The annual infrastructure funding gap is $667 billion. There is clearly a big need to mobilise private capital to help finance Asia’s daunting funding gap in infrastructure, the bank said.

Colin Chen, deputy general manager in the structured finance department of Asian investment banking at Bank of Tokyo-Mitsubishi UFJ, told the audience at the summit that he hopes long term investors can play a more active role.

This is a particularly pressing concern because global banks are facing more stringent capital rules under the Basel III accord, which makes infrastructure lending less appealing. The accord is designed to prevent systemic risk in the banking system. Its intention is not to deter infrastructure investing, but the rules do make some infrastructure projects less bankable, Chen said.

“It does make long-term infrastructure financing more expensive for the banks…it opens up the market to other institutional investors which are not governed by Basel III, [like] insurance companies, private equity funds,” he said.

A combination of long term capital from institutional investors and shorter term financing from banks will hopefully help to close the funding gap, Chen added.

Going into greenfield 

Like many other institutional investors, FWD has shown little interest in infrastructure deals in Asia to date. But this could be set to change.

Carrett noted that most of the region's major infrastructure opportunities sit with greenfield developments, where operations are constructed from the ground up and therefore face a much wider variety of risks than existing facilities, commonly known as brownfield projects. 
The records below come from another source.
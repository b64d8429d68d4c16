pub mod puzzle;

pub use puzzle::{
    // Placement primitives
    Direction, HighlightMask, Orientation, Position,
    // Placer results
    Crossword, HiddenWord, WordPlacement, WordSearch,
    // Presentation and storage
    PlacementSummary, PuzzleSet,
};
Such risks, to name a few, include a relative uncertainty in the continuation of government policies in developing countries over long periods, and project development risks that may arise when seeking approval from government for land plots, legal risks, operational and maintenance risks, foreign exchange rate risks.

Institutional investors generally want to be assured they will enjoy good returns from infrastructure projects over long periods, and prefer to do so with brownfield projects in developed markets like the US, Europe and Australia, said Carrett. He noted that greenfield projects are different animals from brownfields, and require very different skill sets to examine them. 

However, Carrett believes that investment opportunities in greenfield projects exist in Asia. He noted that the region's brownfield projects have become extremely popular and therefore expensive. As a result, he said that he is looking out for greenfield project investment opportunities in the region.

Such projects can benefit from the fact that interest rates are ultra-low and long-term investors theoretically prefer investing into lengthy investment projects.

Carrett noted that greenfield projects dominate the opportunities available in Southeast Asia in particular, and noted that it is frustrating that these projects are not receiving much attention from many institutional investors.

This story has been updated to clarify FWD's views on greenfield infrastructure investing in Asia and its current assets under management.